На даче он держал нечто совершенно особенное. То были по-настоящему уникальные, фантастической редкости и цены вещицы, все больше из «трофейной Европы», как называл он перемещенные после войны ценности. У каждой вещицы была своя, длинная, зачастую кровавая история, и не все из них были куплены Мемзером-старшим для последующей перепродажи. Под его началом деятельно трудилась бригада уголовников, и когда очередная генеральская вдова или доживающая свой век примадонна артачилась и не продавала камею, миниатюру, картину за назначенную комбинатором цену, он называл бригадиру адрес, и вещь попадала к нему гарантированно и притом совершенно бесплатно.
Здесь же, на даче, в тайнике, защищенном от металлоискателя своей глубиной, он держал большую часть денег, не доверяясь сберегательной кассе и чемодану в камере хранения. Попасть в тайник можно было лишь через каминный дымоход, и эту тайну Мемзер-старший открыл сыну примерно за месяц до своего злополучного финиширования на прямой, именуемой незаконной красивой жизнью, когда в кабинет заведующего универмагом вошли пятеро в одинаковой одежде серого цвета. Мемзер-Пасько с добродушинкой на них прищурился:
– Костюмы у вас, дорогие товарищи, не из моего ли универмага? Как же, как же, шестой отдел, фабрика «Красный пролетарий», – он прервал сам себя. – Можно подумать, что есть пролетарии еще какого-нибудь цвета. Да... Так зачем пришли вы до меня, как до родной мамы?

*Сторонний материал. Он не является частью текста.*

//! Authentication middleware for protected routes.
//!
//! Provides two middleware functions:
//! - `require_user_auth` - Identity provider user tokens (injects `UserClaims`)
//! - `require_room_credential` - Room credentials minted by this service
//!   (injects `RoomClaims`)
//!
//! Both extract the Bearer token from the Authorization header and reject
//! anything that fails validation with a generic 401.

use crate::errors::CoordinatorError;
use crate::services::token_issuer::AccessTokenIssuer;
use axum::{
    extract::{Request, State},
    middleware::Next,
    response::IntoResponse,
};
use common::jwt::{check_token_shape, validate_iat, UserClaims};
use common::secret::{ExposeSecret, SecretString};
use jsonwebtoken::{decode, Algorithm, DecodingKey, Validation};
use std::sync::Arc;
use std::time::Duration;
use tracing::instrument;

const INVALID_TOKEN: &str = "The access token is invalid or expired";

/// Validates HS256 user tokens issued by the identity provider.
pub struct UserTokenValidator {
    secret: SecretString,
    clock_skew: Duration,
}

impl UserTokenValidator {
    pub fn new(secret: SecretString, clock_skew: Duration) -> Self {
        Self { secret, clock_skew }
    }

    /// Validate a user token and return its claims.
    ///
    /// # Security Checks
    ///
    /// 1. Size and shape check before any decoding
    /// 2. HS256 signature
    /// 3. `exp` (expired tokens rejected)
    /// 4. `iat` with clock skew tolerance
    /// 5. Non-empty `sub` and `org_id`
    ///
    /// # Errors
    ///
    /// Returns `CoordinatorError::Unauthorized` with a generic message for
    /// every failure.
    #[instrument(skip_all)]
    pub fn validate(&self, token: &str) -> Result<UserClaims, CoordinatorError> {
        let invalid = || CoordinatorError::Unauthorized(INVALID_TOKEN.to_string());

        check_token_shape(token).map_err(|e| {
            tracing::debug!(target: "sc.middleware.auth", error = ?e, "Token shape rejected");
            invalid()
        })?;

        let mut validation = Validation::new(Algorithm::HS256);
        validation.validate_exp = true;
        validation.set_required_spec_claims(&["exp", "sub"]);

        let claims = decode::<UserClaims>(
            token,
            &DecodingKey::from_secret(self.secret.expose_secret().as_bytes()),
            &validation,
        )
        .map_err(|e| {
            tracing::debug!(target: "sc.middleware.auth", error = %e, "Token verification failed");
            invalid()
        })?
        .claims;

        if let Err(e) = validate_iat(claims.iat, self.clock_skew) {
            tracing::debug!(
                target: "sc.middleware.auth",
                error = ?e,
                "Token iat validation failed"
            );
            return Err(invalid());
        }

        if claims.sub.trim().is_empty() || claims.org_id.trim().is_empty() {
            tracing::debug!(target: "sc.middleware.auth", "Token missing subject or organization");
            return Err(invalid());
        }

        Ok(claims)
    }
}

/// State for the authentication middleware.
#[derive(Clone)]
pub struct AuthState {
    /// User token validator.
    pub user_tokens: Arc<UserTokenValidator>,

    /// Verifies room credentials for presence callbacks.
    pub issuer: AccessTokenIssuer,
}

/// Extract Bearer token from the Authorization header.
pub(crate) fn extract_bearer_token(req: &Request) -> Result<&str, CoordinatorError> {
    let auth_header = req
        .headers()
        .get("authorization")
        .and_then(|h| h.to_str().ok())
        .ok_or_else(|| {
            tracing::debug!(target: "sc.middleware.auth", "Missing Authorization header");
            CoordinatorError::Unauthorized("Missing Authorization header".to_string())
        })?;

    auth_header.strip_prefix("Bearer ").ok_or_else(|| {
        tracing::debug!(target: "sc.middleware.auth", "Invalid Authorization header format");
        CoordinatorError::Unauthorized("Invalid Authorization header format".to_string())
    })
}

/// Authentication middleware for user tokens.
///
/// # Response
///
/// - Returns 401 Unauthorized if token is missing or invalid
/// - Continues to next handler with `UserClaims` in extensions if token is valid
#[instrument(skip_all, name = "sc.middleware.user_auth")]
pub async fn require_user_auth(
    State(state): State<Arc<AuthState>>,
    mut req: Request,
    next: Next,
) -> Result<impl IntoResponse, CoordinatorError> {
    let token = extract_bearer_token(&req)?;
    let claims = state.user_tokens.validate(token)?;

    req.extensions_mut().insert(claims);

    Ok(next.run(req).await)
}

/// Authentication middleware for room credentials.
///
/// # Response
///
/// - Returns 401 Unauthorized if the credential is missing or invalid
/// - Continues to next handler with `RoomClaims` in extensions if valid
#[instrument(skip_all, name = "sc.middleware.room_auth")]
pub async fn require_room_credential(
    State(state): State<Arc<AuthState>>,
    mut req: Request,
    next: Next,
) -> Result<impl IntoResponse, CoordinatorError> {
    let token = extract_bearer_token(&req)?;
    let claims = state.issuer.verify_credential(token)?;

    req.extensions_mut().insert(claims);

    Ok(next.run(req).await)
}
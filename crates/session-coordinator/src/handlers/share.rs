//! Public sharing handlers.
//!
//! - `POST /api/v1/meetings/:id/share` - Publish a share token (user authenticated)
//! - `DELETE /api/v1/meetings/:id/share` - Revoke it (user authenticated)
//! - `GET /api/v1/share/:token` - Sanitized meeting summary (public)
//! - `POST /api/v1/share/:token/join` - Join as a guest (public)
//!
//! # Security
//!
//! - Public responses never carry the organization id, the share token, or
//!   participant identities
//! - Unknown, malformed and revoked tokens are indistinguishable (404)

use crate::errors::{CoordinatorError, ErrorDetail};
use crate::handlers::parse_body;
use crate::models::{
    GuestJoinRequest, JoinMeetingResponse, PublicMeetingSummary, ShareTokenResponse,
};
use crate::routes::AppState;
use crate::services::sharing::ShareResolution;
use axum::{
    body::Bytes,
    extract::{Path, State},
    http::StatusCode,
    response::{IntoResponse, Response},
    Extension, Json,
};
use common::jwt::UserClaims;
use common::types::MeetingId;
use serde::Serialize;
use std::sync::Arc;
use tracing::instrument;
use uuid::Uuid;

/// 410 body for a share link whose meeting has ended.
#[derive(Serialize)]
struct EndedShareResponse {
    error: ErrorDetail,
    meeting: PublicMeetingSummary,
}

/// Handler for POST /api/v1/meetings/:id/share
///
/// Returns the current token while the meeting is public, otherwise a new one.
#[instrument(
    skip_all,
    name = "sc.share.create",
    fields(method = "POST", endpoint = "/api/v1/meetings/{id}/share", meeting_id = %meeting_id)
)]
pub async fn create_share(
    State(state): State<Arc<AppState>>,
    Path(meeting_id): Path<Uuid>,
    Extension(claims): Extension<UserClaims>,
) -> Result<Json<ShareTokenResponse>, CoordinatorError> {
    let meeting_id = MeetingId::from(meeting_id);
    state.meetings.authorize(meeting_id, &claims).await?;

    let token = state.sharing.generate_share_token(meeting_id).await?;
    Ok(Json(ShareTokenResponse {
        token,
        is_public: true,
    }))
}

/// Handler for DELETE /api/v1/meetings/:id/share
#[instrument(
    skip_all,
    name = "sc.share.revoke",
    fields(method = "DELETE", endpoint = "/api/v1/meetings/{id}/share", meeting_id = %meeting_id)
)]
pub async fn revoke_share(
    State(state): State<Arc<AppState>>,
    Path(meeting_id): Path<Uuid>,
    Extension(claims): Extension<UserClaims>,
) -> Result<StatusCode, CoordinatorError> {
    let meeting_id = MeetingId::from(meeting_id);
    state.meetings.authorize(meeting_id, &claims).await?;

    state.sharing.revoke_share_token(meeting_id).await?;
    Ok(StatusCode::NO_CONTENT)
}

/// Handler for GET /api/v1/share/:token
///
/// # Response
///
/// - 200 OK: Meeting can still be joined
/// - 404 Not Found: Unknown or revoked token
/// - 410 Gone: Meeting ended; the sanitized summary is attached as `meeting`
#[instrument(
    skip_all,
    name = "sc.share.resolve",
    fields(method = "GET", endpoint = "/api/v1/share/{token}")
)]
pub async fn resolve_share(
    State(state): State<Arc<AppState>>,
    Path(token): Path<String>,
) -> Result<Response, CoordinatorError> {
    let response = match state.sharing.resolve_share_token(&token).await? {
        ShareResolution::Joinable(summary) => Json(summary).into_response(),
        ShareResolution::Ended(summary) => (
            StatusCode::GONE,
            Json(EndedShareResponse {
                error: ErrorDetail {
                    code: "MEETING_ENDED".to_string(),
                    message: "Meeting has ended".to_string(),
                },
                meeting: summary,
            }),
        )
            .into_response(),
    };
    Ok(response)
}

/// Handler for POST /api/v1/share/:token/join
///
/// # Response
///
/// - 200 OK: Guest credential issued
/// - 400 Bad Request: Missing or over-long display name
/// - 404 Not Found: Unknown or revoked token
/// - 410 Gone: Meeting ended
#[instrument(
    skip_all,
    name = "sc.share.join",
    fields(method = "POST", endpoint = "/api/v1/share/{token}/join")
)]
pub async fn join_by_share(
    State(state): State<Arc<AppState>>,
    Path(token): Path<String>,
    body: Bytes,
) -> Result<Json<JoinMeetingResponse>, CoordinatorError> {
    let request: GuestJoinRequest = parse_body(&body, "join_by_share")?;

    let issued = state
        .sharing
        .join_by_share_token(&token, &request.display_name)
        .await?;

    Ok(Json(issued.into()))
}
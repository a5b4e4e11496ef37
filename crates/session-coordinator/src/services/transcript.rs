//! Transcript text assembly.
//!
//! The canonical transcript is the final segments in (timestamp, sequence)
//! order, one `"{speaker}: {text}"` line each. Interim segments never
//! contribute. The SHA-256 of that text identifies a content snapshot for
//! the finalization guard.

use crate::models::TranscriptSegment;
use sha2::{Digest, Sha256};

/// Running concatenation of final segments for one meeting.
///
/// Segments usually arrive in order, so appends are cheap; an out-of-order
/// timestamp triggers a rebuild from the sorted buffer.
#[derive(Debug, Clone, Default)]
pub struct TranscriptBuffer {
    finals: Vec<TranscriptSegment>,
    content: String,
}

fn line(segment: &TranscriptSegment) -> String {
    format!("{}: {}", segment.speaker, segment.text)
}

impl TranscriptBuffer {
    pub fn new() -> Self {
        Self::default()
    }

    /// Rebuild from stored segments, in any order.
    pub fn from_segments<'a>(segments: impl IntoIterator<Item = &'a TranscriptSegment>) -> Self {
        let mut buffer = Self::new();
        for segment in segments {
            buffer.push(segment.clone());
        }
        buffer
    }

    /// Add a segment. Returns true when it was final and changed the content.
    pub fn push(&mut self, segment: TranscriptSegment) -> bool {
        if !segment.is_final {
            return false;
        }

        let key = (segment.timestamp, segment.sequence);
        let in_order = self
            .finals
            .last()
            .map_or(true, |last| (last.timestamp, last.sequence) <= key);

        if in_order {
            if !self.content.is_empty() {
                self.content.push('\n');
            }
            self.content.push_str(&line(&segment));
            self.finals.push(segment);
        } else {
            self.finals.push(segment);
            self.finals
                .sort_by(|a, b| (a.timestamp, a.sequence).cmp(&(b.timestamp, b.sequence)));
            self.content = self.finals.iter().map(line).collect::<Vec<_>>().join("\n");
        }
        true
    }

    pub fn content(&self) -> &str {
        &self.content
    }

    pub fn final_count(&self) -> usize {
        self.finals.len()
    }

    pub fn speakers(&self) -> Vec<String> {
        speakers(&self.finals)
    }

    pub fn content_hash(&self) -> String {
        content_hash(&self.content)
    }

    /// Immutable copy of the current content for summarization or saving.
    pub fn snapshot(&self) -> TranscriptSnapshot {
        TranscriptSnapshot {
            content: self.content.clone(),
            speakers: self.speakers(),
            content_hash: self.content_hash(),
            final_segment_count: self.final_count(),
        }
    }
}

/// Transcript content at one point in time.
#[derive(Debug, Clone, PartialEq, Eq)]
pub struct TranscriptSnapshot {
    pub content: String,
    pub speakers: Vec<String>,
    pub content_hash: String,
    pub final_segment_count: usize,
}

/// SHA-256 of `content`, lowercase hex.
pub fn content_hash(content: &str) -> String {
    hex::encode(Sha256::digest(content.as_bytes()))
}

/// Distinct speaker labels in order of first appearance.
pub fn speakers(segments: &[TranscriptSegment]) -> Vec<String> {
    let mut seen: Vec<String> = Vec::new();
    for segment in segments {
        if !seen.iter().any(|s| s == &segment.speaker) {
            seen.push(segment.speaker.clone());
        }
    }
    seen
}

#[cfg(test)]
#[allow(clippy::unwrap_used, clippy::expect_used)]
mod tests {
    use super::*;
    use chrono::{Duration, TimeZone, Utc};
    use common::types::MeetingId;
    use uuid::Uuid;

    fn segment(
        sequence: i64,
        offset_secs: i64,
        speaker: &str,
        text: &str,
        is_final: bool,
    ) -> TranscriptSegment {
        let base = Utc.with_ymd_and_hms(2026, 3, 2, 9, 0, 0).unwrap();
        TranscriptSegment {
            segment_id: Uuid::new_v4(),
            meeting_id: MeetingId(Uuid::nil()),
            sequence,
            speaker: speaker.to_string(),
            text: text.to_string(),
            is_final,
            timestamp: base + Duration::seconds(offset_secs),
            created_at: base,
        }
    }

    #[test]
    fn test_interim_segments_excluded() {
        let mut buffer = TranscriptBuffer::new();
        assert!(buffer.push(segment(1, 0, "Alice", "Good morning", true)));
        assert!(!buffer.push(segment(2, 1, "Bob", "Mor", false)));
        assert!(buffer.push(segment(3, 2, "Bob", "Morning all", true)));

        assert_eq!(buffer.content(), "Alice: Good morning\nBob: Morning all");
        assert_eq!(buffer.final_count(), 2);
        assert_eq!(buffer.speakers(), vec!["Alice", "Bob"]);
    }

    #[test]
    fn test_out_of_order_timestamp_rebuilds_canonical_order() {
        let mut buffer = TranscriptBuffer::new();
        buffer.push(segment(1, 10, "Alice", "second", true));
        buffer.push(segment(2, 5, "Bob", "first", true));
        buffer.push(segment(3, 10, "Carol", "third", true));

        assert_eq!(buffer.content(), "Bob: first\nAlice: second\nCarol: third");
    }

    #[test]
    fn test_rehydrated_buffer_matches_live_buffer() {
        let segments = vec![
            segment(1, 0, "Alice", "one", true),
            segment(2, 1, "Bob", "two", false),
            segment(3, 2, "Bob", "three", true),
        ];

        let mut live = TranscriptBuffer::new();
        for s in segments.iter().cloned() {
            live.push(s);
        }
        let rehydrated = TranscriptBuffer::from_segments(segments.iter().rev());

        assert_eq!(live.content(), rehydrated.content());
        assert_eq!(live.content_hash(), rehydrated.content_hash());
    }

    #[test]
    fn test_content_hash_is_sha256_hex() {
        assert_eq!(
            content_hash(""),
            "e3b0c44298fc1c149afbf4c8996fb92427ae41e4649b934ca495991b7852b855"
        );
        assert_ne!(content_hash("a"), content_hash("b"));
    }
}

– Леопольд Соломонович Мемзер вы будете? – задал глупый вопрос один из визитеров и достал из бокового кармана пиджака наручники, будто вытаскивал из пробитой пешней во льду лунки зимнюю полусонную рыбу. Так они и болтались у него на загнутом крючком мизинце. Было в этом какое-то особенное ублюдочное изящество, какой-то отвратительно гадкий безнаказанный шик и Мемзер-отец заплакал. Заплакал не потому, что жизни его наступил конец, не оттого, что дети его остались не выведены в люди, а хворая женской болезнью жена вернулась из больницы, чтобы угаснуть дома, нет. А заплакал он, понимая, что этот скот вот так, с усмешкою раскачивал на своем пальце его, Мемзера, кандалы и был сейчас вершителем его судьбы или того немногого, что от нее осталось. «Сгорел, сгорел Пасько», – говорили с придыханием его компаньоны и сжигали мосты, унитожали улики, вырывали из памяти, как листок из записной книжки, его фамилию.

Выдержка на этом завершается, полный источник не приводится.